読者モデルになるには

一般人がモデルの仕事をする

近年、モデルのなかでも「読者モデル」と呼ばれる、一般人のモデルが人気を集めています。

読者モデルはモデル業を仕事として生計を立てている人ではなく、普段は学生生活を送ったり仕事をしながら、ときどきファッション誌の誌面に登場するような人のことを指します。

通称「読モ」と呼ばれることもあります。

雑誌側は、あえて一般人をモデルとして起用することで、親しみやすくて読者が真似したくなる気持ちをかきたてることを狙いとしています。

実際に読者モデルとして圧倒的な支持を集めるモデルは大勢おり、そこからモデルの世界へ本格的に入るケースもあります。

たとえば、押切もえさんや小森純さんも最初は読者モデルからスタートし、ブレイクの末に芸能人として活躍するまでになりました。

こうしたこともあり、「自分も読者モデルになりたい!」と願っている人はたくさんいます。

とくに10代の中学生や高校生の間では、読者モデルは憧れの存在となっているようです。

読者モデルのオーディション

では、実際に読者モデルになるためにはどうすればよいのでしょうか。

いくつかの方法が考えられますが、多くの人が選ぶ一般的な方法は、雑誌ごとに募集している「読者モデルオーディション」に応募することです。

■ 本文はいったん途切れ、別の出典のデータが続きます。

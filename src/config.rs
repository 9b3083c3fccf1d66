use std::{path::Path, str::FromStr};

use chrono::format::{Item, StrftimeItems};
use log::LevelFilter;
use serde::{Deserialize, Deserializer};
use thiserror::Error;
use url::Url;

use crate::{
    consts::{DEFAULT_CONFIG_PATH, ENV_PREFIX, ENV_SEPARATOR, MAX_WORKER_CONCURRENCY},
    utils::is_valid_queue_name,
};

/// Runtime configuration for the web UI and its workers.
///
/// Values are loaded from (in order): built-in defaults, a config file (the
/// explicit path, or the optional [`DEFAULT_CONFIG_PATH`]), and environment
/// variables prefixed with `MAPWEBUI_` (e.g. `MAPWEBUI_PORT`,
/// `MAPWEBUI_CELERY__BROKER_URL`).
#[derive(Debug, Deserialize, Clone, PartialEq)]
#[serde(default)]
pub struct Settings {
    pub name: String,
    pub host: String,
    pub port: u16,
    pub env: RunMode,
    pub debug: bool,
    #[serde(deserialize_with = "deserialize_level")]
    pub log_level: LevelFilter,
    pub log_format: Option<String>,
    pub log_datefmt: Option<String>,
    pub celery: TaskQueueSettings,
}

#[derive(Debug, Deserialize, Clone, Copy, PartialEq, Eq, Default)]
#[serde(rename_all = "lowercase")]
pub enum RunMode {
    #[default]
    Production,
    Development,
}

/// The `celery` section, handed to the task-queue client as is.
#[derive(Debug, Deserialize, Clone, PartialEq, Eq)]
#[serde(default)]
pub struct TaskQueueSettings {
    pub broker_url: Option<String>,
    pub task_ignore_result: bool,
    pub default_queue: String,
    pub worker_concurrency: usize,
    pub worker_poll_interval_ms: u64,
}

impl Default for Settings {
    fn default() -> Self {
        Self {
            name: "map-webui".to_string(),
            host: "0.0.0.0".to_string(),
            port: 5000,
            env: RunMode::Production,
            debug: false,
            log_level: LevelFilter::Info,
            log_format: None,
            log_datefmt: None,
            celery: TaskQueueSettings::default(),
        }
    }
}

impl Default for TaskQueueSettings {
    fn default() -> Self {
        Self {
            broker_url: None,
            task_ignore_result: false,
            default_queue: "celery".to_string(),
            worker_concurrency: 4,
            worker_poll_interval_ms: 500,
        }
    }
}

impl Settings {
    pub fn is_development(&self) -> bool {
        self.debug || self.env == RunMode::Development
    }

    pub fn bind_address(&self) -> String {
        format!("{}:{}", self.host, self.port)
    }

    pub fn validate(&self) -> Result<(), ConfigError> {
        if self.name.trim().is_empty() {
            return Err(ConfigError::invalid("name", "must not be empty"));
        }
        if matches!(&self.log_format, Some(f) if f.is_empty()) {
            return Err(ConfigError::invalid("log_format", "must not be empty when set"));
        }
        if let Some(datefmt) = &self.log_datefmt {
            if StrftimeItems::new(datefmt).any(|item| matches!(item, Item::Error)) {
                return Err(ConfigError::invalid(
                    "log_datefmt",
                    format!("'{}' is not a valid strftime pattern", datefmt),
                ));
            }
        }
        self.celery.validate()
    }
}

impl TaskQueueSettings {
    pub fn validate(&self) -> Result<(), ConfigError> {
        if !(1..=MAX_WORKER_CONCURRENCY).contains(&self.worker_concurrency) {
            return Err(ConfigError::invalid(
                "celery.worker_concurrency",
                format!(
                    "{} is out of range (1..={})",
                    self.worker_concurrency, MAX_WORKER_CONCURRENCY
                ),
            ));
        }
        if !is_valid_queue_name(&self.default_queue) {
            return Err(ConfigError::invalid(
                "celery.default_queue",
                format!("'{}' is not a valid queue name", self.default_queue),
            ));
        }
        // A missing broker URL is reported by the client on first use.
        if let Some(raw) = &self.broker_url {
            let url = Url::parse(raw).map_err(|e| {
                ConfigError::invalid("celery.broker_url", format!("'{}': {}", raw, e))
            })?;
            if !matches!(url.scheme(), "memory" | "file") {
                return Err(ConfigError::invalid(
                    "celery.broker_url",
                    format!("unsupported scheme '{}'", url.scheme()),
                ));
            }
        }
        Ok(())
    }
}

#[derive(Debug, Error)]
pub enum ConfigError {
    #[error("configuration error: {0}")]
    Source(#[from] config::ConfigError),

    #[error("invalid configuration value for '{key}': {reason}")]
    Invalid { key: &'static str, reason: String },
}

impl ConfigError {
    fn invalid<T: std::fmt::Display>(key: &'static str, reason: T) -> Self {
        Self::Invalid {
            key,
            reason: reason.to_string(),
        }
    }
}

fn deserialize_level<'de, D>(deserializer: D) -> Result<LevelFilter, D::Error>
where
    D: Deserializer<'de>,
{
    let raw = String::deserialize(deserializer)?;
    LevelFilter::from_str(&raw).map_err(serde::de::Error::custom)
}

/// Load settings from the given file (or the default one) and the environment.
///
/// An explicit `path` must exist; the default path is optional.
pub fn load(path: Option<&Path>) -> Result<Settings, ConfigError> {
    let file = match path {
        Some(path) => config::File::from(path).required(true),
        None => config::File::with_name(DEFAULT_CONFIG_PATH).required(false),
    };

    let cfg = config::Config::builder()
        .add_source(file)
        .add_source(
            config::Environment::with_prefix(ENV_PREFIX)
                .prefix_separator("_")
                .separator(ENV_SEPARATOR)
                .try_parsing(true),
        )
        .build()?;

    let settings: Settings = cfg.try_deserialize()?;
    settings.validate()?;
    Ok(settings)
}

#[cfg(test)]
pub(crate) static ENV_LOCK: std::sync::Mutex<()> = std::sync::Mutex::new(());
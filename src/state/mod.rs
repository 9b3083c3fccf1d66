use std::{future::Future, sync::Arc};

use crate::{config::Settings, mq::TaskQueue};

tokio::task_local! {
    static CURRENT_APP: AppContext;
}

/// The slice of the application a task body or request handler may use.
#[derive(Clone, Debug)]
pub struct AppContext {
    pub name: Arc<str>,
    pub settings: Arc<Settings>,
}

impl AppContext {
    pub fn new(settings: Settings) -> Self {
        Self {
            name: Arc::from(settings.name.as_str()),
            settings: Arc::new(settings),
        }
    }

    /// Run `fut` with this context reachable through [`current_app`].
    pub async fn scope<F: Future>(&self, fut: F) -> F::Output {
        CURRENT_APP.scope(self.clone(), fut).await
    }
}

/// The context entered by the innermost enclosing [`AppContext::scope`].
pub fn current_app() -> Option<AppContext> {
    CURRENT_APP.try_with(Clone::clone).ok()
}

/// Router state.
#[derive(Clone)]
pub struct AppState {
    pub context: AppContext,
    pub task_queue: Option<TaskQueue>,
}
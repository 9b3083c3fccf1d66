use crate::logging::record::LogRecord;

/// Inspects or amends a record before it is formatted. Returning `false`
/// drops the record for the handler the filter is attached to.
pub trait RecordFilter: Send + Sync {
    /// Stable identity; a handler keeps at most one filter per id.
    fn id(&self) -> &'static str;

    fn filter(&self, record: &mut LogRecord) -> bool;
}

pub const UNKNOWN_ADDR: &str = "unknown";
pub const ANONYMOUS_USER: &str = "anonymous";

/// Stamps the client address and user on every record.
///
/// No request identity is propagated yet, so both fields carry fixed
/// placeholders.
#[derive(Debug, Default, Clone, Copy)]
pub struct RequestContextFilter;

impl RecordFilter for RequestContextFilter {
    fn id(&self) -> &'static str {
        "request_context"
    }

    fn filter(&self, record: &mut LogRecord) -> bool {
        record.set_extra("addr", UNKNOWN_ADDR);
        record.set_extra("user", ANONYMOUS_USER);
        true
    }
}

#[cfg(test)]
mod tests {
    use log::Level;

    use super::*;

    #[test]
    fn stamps_placeholders() {
        let mut record = LogRecord::new("app", Level::Info, "hi");
        assert!(RequestContextFilter.filter(&mut record));
        assert_eq!(record.extra("addr"), Some("unknown"));
        assert_eq!(record.extra("user"), Some("anonymous"));
    }
}
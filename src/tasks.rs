use serde_json::json;

use crate::mq::TaskQueue;

/// Tasks every deployment ships with.
pub fn register_builtin_tasks(queue: &TaskQueue) {
    // Round-trip check for the web -> broker -> worker path.
    queue.register("ping", |ctx, _args| async move {
        Ok::<_, anyhow::Error>(json!({ "pong": ctx.name.as_ref() }))
    });
}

このオーディションの応募条件としては、「年齢」「性別」に加えて「現時点でどこの事務所の専属モデルにもなっていないこと」が挙げられます。

また「オシャレに強い関心があること」「ブログやSNSをまめに更新できること」「打ち合わせや撮影で東京に出てこれること」などが明記されている場合もあります。

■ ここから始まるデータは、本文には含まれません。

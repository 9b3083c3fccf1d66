use std::fmt::Write;

use crate::{consts::DEFAULT_LOG_DATEFMT, logging::record::LogRecord};

/// Renders records through a `{field}` pattern, with timestamps in UTC.
///
/// Known fields: `asctime`, `levelname`, `name`, `module`, `pathname`,
/// `lineno`, `message`, plus anything a filter stored in the record's extras.
/// Unknown placeholders are copied verbatim.
#[derive(Debug, Clone, PartialEq, Eq)]
pub struct LogFormatter {
    pattern: String,
    datefmt: String,
}

impl Default for LogFormatter {
    fn default() -> Self {
        Self::new("{message}", DEFAULT_LOG_DATEFMT)
    }
}

impl LogFormatter {
    pub fn new(pattern: impl Into<String>, datefmt: impl Into<String>) -> Self {
        Self {
            pattern: pattern.into(),
            datefmt: datefmt.into(),
        }
    }

    pub fn pattern(&self) -> &str {
        &self.pattern
    }

    pub fn datefmt(&self) -> &str {
        &self.datefmt
    }

    pub fn format(&self, record: &LogRecord) -> String {
        let mut out = String::with_capacity(self.pattern.len() + record.message.len());
        let mut rest = self.pattern.as_str();

        while let Some(start) = rest.find('{') {
            out.push_str(&rest[..start]);
            let after = &rest[start + 1..];
            match after.find('}') {
                Some(end) if is_field_name(&after[..end]) => {
                    let field = &after[..end];
                    if !self.push_field(&mut out, field, record) {
                        out.push('{');
                        out.push_str(field);
                        out.push('}');
                    }
                    rest = &after[end + 1..];
                }
                _ => {
                    out.push('{');
                    rest = after;
                }
            }
        }
        out.push_str(rest);
        out
    }

    fn push_field(&self, out: &mut String, field: &str, record: &LogRecord) -> bool {
        match field {
            "asctime" => out.push_str(&self.format_time(record)),
            "levelname" => out.push_str(level_name(record.level)),
            "name" => out.push_str(&record.name),
            "module" => out.push_str(record.module()),
            "pathname" => out.push_str(record.file.as_deref().unwrap_or("?")),
            "lineno" => {
                let _ = write!(out, "{}", record.line.unwrap_or(0));
            }
            "message" => out.push_str(&record.message),
            other => match record.extra(other) {
                Some(value) => out.push_str(value),
                None => return false,
            },
        }
        true
    }

    fn format_time(&self, record: &LogRecord) -> String {
        let mut stamp = String::new();
        if write!(stamp, "{}", record.created.format(&self.datefmt)).is_err() {
            return record.created.to_rfc3339();
        }
        stamp
    }
}

fn is_field_name(s: &str) -> bool {
    !s.is_empty() && s.chars().all(|c| c.is_ascii_alphanumeric() || c == '_')
}

fn level_name(level: log::Level) -> &'static str {
    match level {
        log::Level::Error => "ERROR",
        log::Level::Warn => "WARNING",
        log::Level::Info => "INFO",
        log::Level::Debug => "DEBUG",
        log::Level::Trace => "TRACE",
    }
}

オーディション情報は、誌面上や雑誌のWebサイト上などに掲載されます。

書類審査や面接などを経て合格すると、読者モデルとして仕事をすることができます。

最初は仕事も少なく、報酬もそれほど多くはありませんが、人気が出てくると徐々に仕事が増えてきます。

実力と運があれば、いずれは専属モデルになったり、タレントに転身してテレビ番組に出たりという道を進むことも夢ではありません。

読者モデルの待遇

いざ読者モデルになっても、そこから花開くどうかはわかりません。

いつ撮影に誘われてもいいように土日のスケジュールは全部あけておく、最新のメイクやファッションの情報を集めて勉強しておくなど地道な努力をして声をかけられるのを待っているにもかかわらず、チャンスを手に入れられないまま終わってしまう人はたくさんいます。

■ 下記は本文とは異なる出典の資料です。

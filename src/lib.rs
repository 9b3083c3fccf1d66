pub mod app;
pub mod config;
pub mod consts;
pub mod error;
pub mod factory;
pub mod logging;
pub mod mq;
pub mod routes;
pub mod state;
pub mod tasks;
pub mod utils;

pub use app::App;
pub use factory::{create_app, create_app_with_settings, task_queue_init_app};
use std::collections::{HashMap, VecDeque};

use async_trait::async_trait;
use tokio::sync::Mutex;

use crate::{
    error::TaskQueueError,
    mq::{
        broker::{Broker, Delivery},
        message::{TaskMessage, TaskResult},
    },
};

/// In-process broker: FIFO queues and a result map, lost on exit.
#[derive(Default)]
pub struct MemoryBroker {
    queues: Mutex<HashMap<String, VecDeque<TaskMessage>>>,
    results: Mutex<HashMap<String, TaskResult>>,
}

impl MemoryBroker {
    pub fn new() -> Self {
        Self::default()
    }

    pub async fn len(&self, queue: &str) -> usize {
        self.queues.lock().await.get(queue).map_or(0, VecDeque::len)
    }
}

#[async_trait]
impl Broker for MemoryBroker {
    async fn publish(&self, message: &TaskMessage) -> Result<(), TaskQueueError> {
        self.queues
            .lock()
            .await
            .entry(message.queue.clone())
            .or_default()
            .push_back(message.clone());
        Ok(())
    }

    async fn fetch(&self, queue: &str) -> Result<Option<Delivery>, TaskQueueError> {
        let message = self
            .queues
            .lock()
            .await
            .get_mut(queue)
            .and_then(VecDeque::pop_front);
        Ok(message.map(|m| Delivery::new(m, None)))
    }

    async fn ack(&self, _delivery: &Delivery) -> Result<(), TaskQueueError> {
        Ok(())
    }

    async fn store_result(&self, result: &TaskResult) -> Result<(), TaskQueueError> {
        self.results
            .lock()
            .await
            .insert(result.id.clone(), result.clone());
        Ok(())
    }

    async fn get_result(&self, id: &str) -> Result<Option<TaskResult>, TaskQueueError> {
        Ok(self.results.lock().await.get(id).cloned())
    }
}

#[cfg(test)]
mod tests {
    use serde_json::json;

    use super::*;

    #[tokio::test]
    async fn fifo_per_queue() {
        let broker = MemoryBroker::new();
        let first = TaskMessage::new("a", "celery", json!(1));
        let second = TaskMessage::new("b", "celery", json!(2));
        let other = TaskMessage::new("c", "reports", json!(3));
        broker.publish(&first).await.unwrap();
        broker.publish(&second).await.unwrap();
        broker.publish(&other).await.unwrap();
        assert_eq!(broker.len("celery").await, 2);

        assert_eq!(broker.fetch("celery").await.unwrap().unwrap().message, first);
        assert_eq!(broker.fetch("celery").await.unwrap().unwrap().message, second);
        assert!(broker.fetch("celery").await.unwrap().is_none());
        assert_eq!(broker.fetch("reports").await.unwrap().unwrap().message, other);
        assert!(broker.fetch("missing").await.unwrap().is_none());
    }

    #[tokio::test]
    async fn results_round_trip() {
        let broker = MemoryBroker::new();
        let message = TaskMessage::new("a", "celery", json!(null));
        assert!(broker.get_result(&message.id).await.unwrap().is_none());

        let result = TaskResult::success(&message, json!("done"));
        broker.store_result(&result).await.unwrap();
        assert_eq!(broker.get_result(&message.id).await.unwrap(), Some(result));
    }
}
use std::{
    io::ErrorKind,
    path::{Path, PathBuf},
};

use async_trait::async_trait;
use log::{debug, warn};
use tokio::fs;

use crate::{
    error::TaskQueueError,
    mq::{
        broker::{Broker, Delivery},
        message::{TaskMessage, TaskResult},
    },
    utils::{is_valid_queue_name, is_valid_task_id},
};

/// Directory-backed broker shared by every process that points at the same
/// root.
///
/// Layout:
/// - `queues/<queue>/<id>.json`: published, not yet claimed
/// - `processing/<queue>/<id>.json`: claimed by a worker, removed on ack
/// - `results/<id>.json`: finished task outcomes
/// - `tmp/`: staging area so readers never see half-written files
///
/// Claiming is a rename out of `queues/`, which succeeds for exactly one
/// contender.
pub struct SpoolBroker {
    root: PathBuf,
}

impl SpoolBroker {
    pub async fn open(root: impl Into<PathBuf>) -> Result<Self, TaskQueueError> {
        let root = root.into();
        for sub in ["queues", "processing", "results", "tmp"] {
            fs::create_dir_all(root.join(sub)).await?;
        }
        debug!("Spool broker opened at {}", root.display());
        Ok(Self { root })
    }

    pub fn root(&self) -> &Path {
        &self.root
    }

    fn queue_dir(&self, queue: &str) -> Result<PathBuf, TaskQueueError> {
        if !is_valid_queue_name(queue) {
            return Err(TaskQueueError::InvalidQueue(queue.to_string()));
        }
        Ok(self.root.join("queues").join(queue))
    }

    fn processing_dir(&self, queue: &str) -> PathBuf {
        self.root.join("processing").join(queue)
    }

    fn result_path(&self, id: &str) -> Result<PathBuf, TaskQueueError> {
        if !is_valid_task_id(id) {
            return Err(TaskQueueError::InvalidTaskId(id.to_string()));
        }
        Ok(self.root.join("results").join(format!("{}.json", id)))
    }

    /// Write `bytes` to `dest` through `tmp/` so the file appears atomically.
    async fn write_atomic(&self, name: &str, bytes: &[u8], dest: &Path) -> Result<(), TaskQueueError> {
        let staging = self.root.join("tmp").join(name);
        fs::write(&staging, bytes).await?;
        fs::rename(&staging, dest).await?;
        Ok(())
    }
}

#[async_trait]
impl Broker for SpoolBroker {
    async fn publish(&self, message: &TaskMessage) -> Result<(), TaskQueueError> {
        let dir = self.queue_dir(&message.queue)?;
        fs::create_dir_all(&dir).await?;
        let name = format!("{}.json", message.id);
        let bytes = serde_json::to_vec(message)?;
        self.write_atomic(&name, &bytes, &dir.join(&name)).await
    }

    async fn fetch(&self, queue: &str) -> Result<Option<Delivery>, TaskQueueError> {
        let dir = self.queue_dir(queue)?;
        let mut entries = match fs::read_dir(&dir).await {
            Ok(entries) => entries,
            Err(e) if e.kind() == ErrorKind::NotFound => return Ok(None),
            Err(e) => return Err(e.into()),
        };

        let mut names = Vec::new();
        while let Some(entry) = entries.next_entry().await? {
            let name = entry.file_name().to_string_lossy().into_owned();
            if name.ends_with(".json") {
                names.push(name);
            }
        }
        names.sort();

        let claimed_dir = self.processing_dir(queue);
        fs::create_dir_all(&claimed_dir).await?;

        for name in names {
            let claimed = claimed_dir.join(&name);
            match fs::rename(dir.join(&name), &claimed).await {
                Ok(()) => {}
                // Another worker won the race.
                Err(e) if e.kind() == ErrorKind::NotFound => continue,
                Err(e) => return Err(e.into()),
            }

            let bytes = fs::read(&claimed).await?;
            match serde_json::from_slice::<TaskMessage>(&bytes) {
                Ok(message) => return Ok(Some(Delivery::new(message, Some(claimed)))),
                Err(e) => {
                    warn!("Dropping unreadable spool message {}: {}", claimed.display(), e);
                    fs::remove_file(&claimed).await?;
                }
            }
        }
        Ok(None)
    }

    async fn ack(&self, delivery: &Delivery) -> Result<(), TaskQueueError> {
        if let Some(path) = &delivery.receipt {
            match fs::remove_file(path).await {
                Ok(()) => {}
                Err(e) if e.kind() == ErrorKind::NotFound => {}
                Err(e) => return Err(e.into()),
            }
        }
        Ok(())
    }

    async fn store_result(&self, result: &TaskResult) -> Result<(), TaskQueueError> {
        let dest = self.result_path(&result.id)?;
        let name = format!("result-{}.json", result.id);
        let bytes = serde_json::to_vec(result)?;
        self.write_atomic(&name, &bytes, &dest).await
    }

    async fn get_result(&self, id: &str) -> Result<Option<TaskResult>, TaskQueueError> {
        match fs::read(self.result_path(id)?).await {
            Ok(bytes) => Ok(Some(serde_json::from_slice(&bytes)?)),
            Err(e) if e.kind() == ErrorKind::NotFound => Ok(None),
            Err(e) => Err(e.into()),
        }
    }
}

また、読者モデルは本業のモデルのように、仕事の際の交通費や宿泊費が出るわけではなく、一回の撮影に参加することでもらえるギャラは数千円から高くても数万円程度です。

撮影のために東京に出て行かなければいけない地方在住者にとっては、「報酬よりも交通費の出費のほうが多い」という状況になってしまうこともあるようです。

こうした状況の厳しさから、途中で読者モデルを辞めてしまうケースも珍しくありません。

読者モデルの活躍

しかし、地道な活動のおかげで読者モデルとして人気が出てきた場合には、格段に忙しくなってきます。

雑誌の撮影や、ファッションやメイクなどのテーマに関する座談会、ファッションショーへの参加など、本業のモデルと変わらないような仕事も舞い込んでくるようになるでしょう。

最近では本業のモデルを超える人気をもつ「カリスマ読者モデル」も出てきました。

雑誌の編集者やファッションブランド側も、こうした人気読者モデルは手放したくないという気持ちが強いため、必然的に報酬も高くなり、月に数十万円を稼ぐことも可能です。

ここまでくれば、いずれは専属モデルになったり、タレントに転身してテレビ番組に出る道も開けています。

読者モデルは運と実力次第で、人生を変えるような大きなチャンスを手に入れることができるといえるでしょう。